━━━ Source material ━━━

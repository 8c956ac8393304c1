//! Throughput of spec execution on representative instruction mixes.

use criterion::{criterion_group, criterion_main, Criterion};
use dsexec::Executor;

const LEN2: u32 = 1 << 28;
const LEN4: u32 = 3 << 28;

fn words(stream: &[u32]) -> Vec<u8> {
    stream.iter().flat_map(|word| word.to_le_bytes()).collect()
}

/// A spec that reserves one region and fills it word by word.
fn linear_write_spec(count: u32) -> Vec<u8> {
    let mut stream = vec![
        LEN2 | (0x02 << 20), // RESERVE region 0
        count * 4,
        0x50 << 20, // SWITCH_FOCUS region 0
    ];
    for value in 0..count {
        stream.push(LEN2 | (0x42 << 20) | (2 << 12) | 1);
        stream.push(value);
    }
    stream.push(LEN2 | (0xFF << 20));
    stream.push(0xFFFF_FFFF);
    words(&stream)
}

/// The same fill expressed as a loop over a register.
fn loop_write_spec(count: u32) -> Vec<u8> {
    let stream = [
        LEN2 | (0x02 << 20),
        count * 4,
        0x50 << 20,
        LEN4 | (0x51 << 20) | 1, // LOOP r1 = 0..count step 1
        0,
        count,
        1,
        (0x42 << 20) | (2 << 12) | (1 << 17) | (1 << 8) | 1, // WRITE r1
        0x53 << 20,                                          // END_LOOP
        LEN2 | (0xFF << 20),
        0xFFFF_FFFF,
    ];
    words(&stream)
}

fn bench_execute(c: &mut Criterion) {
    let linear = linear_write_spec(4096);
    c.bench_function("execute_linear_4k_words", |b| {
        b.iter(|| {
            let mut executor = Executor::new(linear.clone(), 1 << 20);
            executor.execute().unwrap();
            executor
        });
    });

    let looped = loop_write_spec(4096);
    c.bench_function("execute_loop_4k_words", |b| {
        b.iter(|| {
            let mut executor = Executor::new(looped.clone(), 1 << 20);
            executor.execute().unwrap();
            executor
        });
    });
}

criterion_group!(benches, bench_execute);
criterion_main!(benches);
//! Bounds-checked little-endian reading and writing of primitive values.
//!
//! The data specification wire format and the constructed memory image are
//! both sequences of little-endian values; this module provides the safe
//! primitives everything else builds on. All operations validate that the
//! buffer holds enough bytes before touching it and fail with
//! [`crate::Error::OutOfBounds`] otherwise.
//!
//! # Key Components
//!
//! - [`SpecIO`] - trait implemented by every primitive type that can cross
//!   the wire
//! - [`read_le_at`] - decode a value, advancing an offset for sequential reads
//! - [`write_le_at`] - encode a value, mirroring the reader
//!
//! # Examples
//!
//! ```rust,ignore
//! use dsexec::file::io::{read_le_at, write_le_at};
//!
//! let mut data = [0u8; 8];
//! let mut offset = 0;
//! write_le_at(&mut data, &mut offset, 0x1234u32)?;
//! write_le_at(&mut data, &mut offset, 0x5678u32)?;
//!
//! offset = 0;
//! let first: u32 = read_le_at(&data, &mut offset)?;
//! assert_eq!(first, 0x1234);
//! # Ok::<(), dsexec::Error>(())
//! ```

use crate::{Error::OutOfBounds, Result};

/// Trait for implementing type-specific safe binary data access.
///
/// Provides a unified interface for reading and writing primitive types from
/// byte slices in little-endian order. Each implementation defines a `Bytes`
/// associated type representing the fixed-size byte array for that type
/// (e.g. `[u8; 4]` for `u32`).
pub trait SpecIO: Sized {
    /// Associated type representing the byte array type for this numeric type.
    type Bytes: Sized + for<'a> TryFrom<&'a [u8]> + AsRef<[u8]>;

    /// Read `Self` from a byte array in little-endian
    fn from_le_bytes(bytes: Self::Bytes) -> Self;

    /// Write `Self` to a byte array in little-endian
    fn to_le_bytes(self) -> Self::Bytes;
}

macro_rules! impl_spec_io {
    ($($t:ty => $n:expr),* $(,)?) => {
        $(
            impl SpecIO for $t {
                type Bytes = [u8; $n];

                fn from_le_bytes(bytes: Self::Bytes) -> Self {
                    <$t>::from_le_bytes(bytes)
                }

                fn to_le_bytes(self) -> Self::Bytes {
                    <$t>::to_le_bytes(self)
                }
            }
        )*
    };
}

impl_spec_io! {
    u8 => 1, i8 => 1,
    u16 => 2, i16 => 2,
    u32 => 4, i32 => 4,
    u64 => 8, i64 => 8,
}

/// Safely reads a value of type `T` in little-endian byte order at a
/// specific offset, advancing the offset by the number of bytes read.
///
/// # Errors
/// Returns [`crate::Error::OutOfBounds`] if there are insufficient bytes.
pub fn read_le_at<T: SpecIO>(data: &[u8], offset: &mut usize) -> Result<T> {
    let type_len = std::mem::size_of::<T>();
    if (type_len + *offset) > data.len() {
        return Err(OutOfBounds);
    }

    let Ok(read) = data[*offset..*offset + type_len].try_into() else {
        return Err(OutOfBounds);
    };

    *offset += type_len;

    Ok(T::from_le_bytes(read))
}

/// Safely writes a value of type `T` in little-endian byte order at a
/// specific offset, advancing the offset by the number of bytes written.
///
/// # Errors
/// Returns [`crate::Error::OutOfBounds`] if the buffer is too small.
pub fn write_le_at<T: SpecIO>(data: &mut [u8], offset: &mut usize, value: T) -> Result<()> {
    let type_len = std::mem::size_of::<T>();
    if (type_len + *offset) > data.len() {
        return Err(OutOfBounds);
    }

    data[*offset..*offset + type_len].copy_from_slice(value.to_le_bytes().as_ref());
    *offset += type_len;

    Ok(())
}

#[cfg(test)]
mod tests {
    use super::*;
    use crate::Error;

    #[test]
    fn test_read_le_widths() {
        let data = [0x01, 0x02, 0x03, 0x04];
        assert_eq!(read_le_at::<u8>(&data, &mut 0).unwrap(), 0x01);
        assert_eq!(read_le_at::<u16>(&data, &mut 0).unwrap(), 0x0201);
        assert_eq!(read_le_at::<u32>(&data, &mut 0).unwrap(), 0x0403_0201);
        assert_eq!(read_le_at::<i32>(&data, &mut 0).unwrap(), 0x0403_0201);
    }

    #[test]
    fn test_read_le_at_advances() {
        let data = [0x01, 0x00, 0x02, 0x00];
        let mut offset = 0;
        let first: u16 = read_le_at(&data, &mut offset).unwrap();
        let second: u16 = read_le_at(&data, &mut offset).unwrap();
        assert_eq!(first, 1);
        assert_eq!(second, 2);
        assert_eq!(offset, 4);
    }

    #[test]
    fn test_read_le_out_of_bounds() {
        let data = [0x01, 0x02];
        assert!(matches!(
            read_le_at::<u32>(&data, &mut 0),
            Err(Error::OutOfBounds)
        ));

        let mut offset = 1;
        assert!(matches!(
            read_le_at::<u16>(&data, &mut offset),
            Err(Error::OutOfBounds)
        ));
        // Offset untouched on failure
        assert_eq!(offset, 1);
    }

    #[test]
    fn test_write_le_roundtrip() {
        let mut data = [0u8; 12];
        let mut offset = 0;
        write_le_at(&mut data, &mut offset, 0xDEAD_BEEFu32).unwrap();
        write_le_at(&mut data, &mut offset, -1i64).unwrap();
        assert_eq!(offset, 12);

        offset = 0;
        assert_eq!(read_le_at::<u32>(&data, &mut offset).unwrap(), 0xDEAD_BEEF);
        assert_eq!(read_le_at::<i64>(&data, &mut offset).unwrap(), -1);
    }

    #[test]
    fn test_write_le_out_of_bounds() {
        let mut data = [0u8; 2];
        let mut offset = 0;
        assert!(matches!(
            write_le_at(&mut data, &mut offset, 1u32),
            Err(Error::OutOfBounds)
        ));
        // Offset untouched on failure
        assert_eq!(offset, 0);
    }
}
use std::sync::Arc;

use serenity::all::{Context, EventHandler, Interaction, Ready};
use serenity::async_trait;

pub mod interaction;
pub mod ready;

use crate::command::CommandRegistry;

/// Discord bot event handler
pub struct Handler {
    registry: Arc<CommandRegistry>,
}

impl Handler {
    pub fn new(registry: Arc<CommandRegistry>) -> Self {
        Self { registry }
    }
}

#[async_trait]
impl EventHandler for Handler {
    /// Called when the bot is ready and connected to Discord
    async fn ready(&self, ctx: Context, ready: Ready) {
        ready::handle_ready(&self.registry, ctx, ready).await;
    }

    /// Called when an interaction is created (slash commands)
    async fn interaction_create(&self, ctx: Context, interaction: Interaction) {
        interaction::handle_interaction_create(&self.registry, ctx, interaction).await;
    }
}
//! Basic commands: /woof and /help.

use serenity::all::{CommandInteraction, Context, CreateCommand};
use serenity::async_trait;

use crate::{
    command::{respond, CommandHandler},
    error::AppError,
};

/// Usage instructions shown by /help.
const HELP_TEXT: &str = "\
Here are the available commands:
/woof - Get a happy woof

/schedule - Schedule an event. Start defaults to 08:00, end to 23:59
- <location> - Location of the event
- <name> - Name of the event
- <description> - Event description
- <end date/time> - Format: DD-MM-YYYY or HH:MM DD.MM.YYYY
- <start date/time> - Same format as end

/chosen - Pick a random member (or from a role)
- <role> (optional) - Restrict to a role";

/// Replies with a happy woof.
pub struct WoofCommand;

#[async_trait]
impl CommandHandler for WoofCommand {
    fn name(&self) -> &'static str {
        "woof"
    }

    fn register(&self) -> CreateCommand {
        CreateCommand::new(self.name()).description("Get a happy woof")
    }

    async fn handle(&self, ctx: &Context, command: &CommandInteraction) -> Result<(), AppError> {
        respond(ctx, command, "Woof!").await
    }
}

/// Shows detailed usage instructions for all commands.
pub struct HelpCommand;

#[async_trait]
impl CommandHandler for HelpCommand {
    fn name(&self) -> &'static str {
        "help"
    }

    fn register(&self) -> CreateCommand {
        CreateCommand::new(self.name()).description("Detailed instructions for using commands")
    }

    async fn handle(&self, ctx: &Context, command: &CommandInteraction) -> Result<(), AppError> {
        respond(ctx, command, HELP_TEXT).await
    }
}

━━━

Work request: Report all lines above with "order".

Task solution:
/// byte slices in little-endian order. Each implementation defines a `Bytes`
/// Safely reads a value of type `T` in little-endian byte order at a
/// Safely writes a value of type `T` in little-endian byte order at a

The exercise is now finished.